A Polícia Federal, em parceria com a Controladoria-Geral da União (CGU), revelou nesta quarta-feira (23) os nomes dos servidores afastados por suspeita de envolvimento em esquema de corrupção no Distrito Sanitário Especial Indígena de Cuiabá (DSEI-Cuiabá), órgão vinculado ao Ministério da Saúde.
Foram afastados Luís Roberto Dias, Jorlando Batista Leitão e Aldi Gomes, todos servidores públicos que atuavam no DSEI-Cuiabá e residem em Cuiabá. A decisão judicial para o afastamento foi tomada diante das evidências de que eles teriam recebido propinas e favorecido a empresa Horizonte 16 Locadora de Veículos, responsável por contratos de locação firmados entre 2023 e 2024.

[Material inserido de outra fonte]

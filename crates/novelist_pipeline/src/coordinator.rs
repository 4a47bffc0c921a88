//! Run coordination: phases, checkpoints and resume.

use crate::condense::{condense_source, source_context};
use crate::{
    CompletionClient, IdeaEvaluator, IdeaGenerator, PromptTemplates, RefinementEngine, select_top,
};
use futures::stream::{self, StreamExt};
use novelist_core::{
    Concept, ConceptId, ConceptStatus, NovelistConfig, RunId, RunPhase, RunState, Score,
    SourceDocument,
};
use novelist_error::{NovelistResult, StorageError, StorageErrorKind};
use novelist_interface::{CompletionDriver, RunStore, SourceProvider};
use serde_json::Value;
use std::collections::{BTreeMap, HashMap};
use std::sync::Arc;
use tokio_util::sync::CancellationToken;
use tracing::{error, info, instrument, warn};

/// Everything needed to start or resume a run.
#[derive(Debug, Clone)]
pub struct RunRequest {
    /// Run identifier; an existing run with this id is resumed
    pub run_id: RunId,
    /// Source identifier handed to the source provider
    pub source_identifier: String,
    /// Configuration for a new run (a resumed run keeps its snapshot)
    pub config: NovelistConfig,
    /// Example concepts the generator steers away from
    pub seed_concepts: Vec<Value>,
}

impl RunRequest {
    /// Request without seed concepts.
    pub fn new(run_id: RunId, source_identifier: impl Into<String>, config: NovelistConfig) -> Self {
        Self {
            run_id,
            source_identifier: source_identifier.into(),
            config,
            seed_concepts: Vec::new(),
        }
    }

    /// Adds seed concepts.
    pub fn with_seed_concepts(mut self, seeds: Vec<Value>) -> Self {
        self.seed_concepts = seeds;
        self
    }
}

/// Where a run stands after [`RunCoordinator::run`] returns.
#[derive(Debug, Clone, PartialEq, Eq)]
pub struct RunSummary {
    /// Run identifier
    pub run_id: RunId,
    /// Phase reached
    pub phase: RunPhase,
    /// Concepts refined to completion
    pub completed: Vec<ConceptId>,
    /// Concepts that failed, with reasons
    pub failed: Vec<(ConceptId, String)>,
    /// True when cancellation stopped the run before it finished
    pub paused: bool,
}

impl RunSummary {
    fn from_state(state: &RunState, paused: bool) -> Self {
        let failed = state
            .selected()
            .iter()
            .filter_map(|id| match state.status_of(*id) {
                Some(ConceptStatus::Failed { reason }) => Some((*id, reason.clone())),
                _ => None,
            })
            .collect();
        Self {
            run_id: state.run_id().clone(),
            phase: *state.phase(),
            completed: state.completed_ids(),
            failed,
            paused,
        }
    }

    /// True when every selected concept reached a terminal status.
    pub fn is_complete(&self) -> bool {
        self.phase == RunPhase::Complete
    }
}
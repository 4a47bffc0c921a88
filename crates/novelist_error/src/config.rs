//! Configuration error type.

/// Configuration error with source location.
///
/// # Examples
///
/// ```
/// use novelist_error::ConfigError;
///
/// let err = ConfigError::new("run.workers must be at least 1");
/// assert!(err.message.contains("workers"));
/// ```
#[derive(Debug, Clone, derive_more::Display, derive_more::Error)]
#[display("Configuration Error: {} at line {} in {}", message, line, file)]
pub struct ConfigError {
    /// Error message
    pub message: String,
    /// Line number where the error occurred
    pub line: u32,
    /// File where the error occurred
    pub file: &'static str,
}

impl ConfigError {
    /// Create a new ConfigError with the given message at the current location.
    #[track_caller]
    pub fn new(message: impl Into<String>) -> Self {
        let location = std::panic::Location::caller();
        Self {
            message: message.into(),
            line: location.line(),
            file: location.file(),
        }
    }
}
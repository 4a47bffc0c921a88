//! Rate limiter implementation using governor and Tokio Semaphore.
//!
//! - Governor (GCRA) enforces requests per minute
//! - A Tokio semaphore enforces concurrent requests

use governor::clock::DefaultClock;
use governor::state::{InMemoryState, NotKeyed};
use governor::{Quota, RateLimiter as GovernorRateLimiter};
use novelist_core::RateLimitConfig;
use novelist_error::{CompletionError, CompletionErrorKind};
use std::num::NonZeroU32;
use std::sync::Arc;
use tokio::sync::Semaphore;

type DirectRateLimiter = GovernorRateLimiter<NotKeyed, InMemoryState, DefaultClock>;

/// Rate limiter shared by every completion call of a run.
///
/// # Example
///
/// ```rust,ignore
/// let limiter = RateLimiter::new(&RateLimitConfig {
///     requests_per_minute: Some(60),
///     max_concurrent: Some(2),
/// });
/// let guard = limiter.acquire().await?;
/// let response = driver.generate(&request).await;
/// drop(guard);
/// ```
#[derive(Clone)]
pub struct RateLimiter {
    rpm_limiter: Option<Arc<DirectRateLimiter>>,
    concurrent_semaphore: Arc<Semaphore>,
}

impl std::fmt::Debug for RateLimiter {
    fn fmt(&self, f: &mut std::fmt::Formatter<'_>) -> std::fmt::Result {
        f.debug_struct("RateLimiter")
            .field("rpm_limited", &self.rpm_limiter.is_some())
            .field(
                "available_slots",
                &self.concurrent_semaphore.available_permits(),
            )
            .finish()
    }
}

impl RateLimiter {
    /// Create a limiter enforcing every limit that is set.
    pub fn new(config: &RateLimitConfig) -> Self {
        let rpm_limiter = config.requests_per_minute.and_then(|rpm| {
            NonZeroU32::new(rpm).map(|n| Arc::new(GovernorRateLimiter::direct(Quota::per_minute(n))))
        });

        let max_concurrent = config
            .max_concurrent
            .map(|n| n as usize)
            .unwrap_or(Semaphore::MAX_PERMITS);
        let concurrent_semaphore = Arc::new(Semaphore::new(max_concurrent));

        Self {
            rpm_limiter,
            concurrent_semaphore,
        }
    }

    /// A limiter that never waits.
    pub fn unlimited() -> Self {
        Self::new(&RateLimitConfig::unlimited())
    }

    /// Wait until every limit allows one more request.
    ///
    /// The returned guard holds a concurrent slot until dropped.
    ///
    /// # Errors
    ///
    /// Returns a `Limiter` error if the semaphore has been closed.
    pub async fn acquire(&self) -> Result<RateLimiterGuard, CompletionError> {
        if let Some(limiter) = &self.rpm_limiter {
            limiter.until_ready().await;
        }

        // Concurrent slot last, so it is not held while waiting on quota
        let permit = self
            .concurrent_semaphore
            .clone()
            .acquire_owned()
            .await
            .map_err(|e| CompletionError::new(CompletionErrorKind::Limiter(e.to_string())))?;

        Ok(RateLimiterGuard { _permit: permit })
    }

    /// Acquire without waiting; `None` if any limit would block.
    pub fn try_acquire(&self) -> Option<RateLimiterGuard> {
        if let Some(limiter) = &self.rpm_limiter {
            limiter.check().ok()?;
        }
        let permit = self.concurrent_semaphore.clone().try_acquire_owned().ok()?;
        Some(RateLimiterGuard { _permit: permit })
    }
}

/// RAII guard releasing the concurrent slot when dropped.
#[derive(Debug)]
pub struct RateLimiterGuard {
    _permit: tokio::sync::OwnedSemaphorePermit,
}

A investigação aponta irregularidades como superfaturamento, inexecução contratual e direcionamento das licitações, além de prejuízo estimado em R$ 1,3 milhão aos cofres públicos. A Polícia Federal também cumpriu mandados em outras cidades, como Várzea Grande, Rondonópolis, Brasília, Rio de Janeiro, Boa Vista e Campo Grande, totalizando 17 alvos e bloqueando cerca de R$ 20 milhões em bens dos investigados.
Além disso, uma licitação de R$ 25 milhões realizada em 2025 segue sendo analisada por suspeitas similares de fraude. A Operação Portare continua em andamento, e novos desdobramentos podem surgir nas próximas semanas.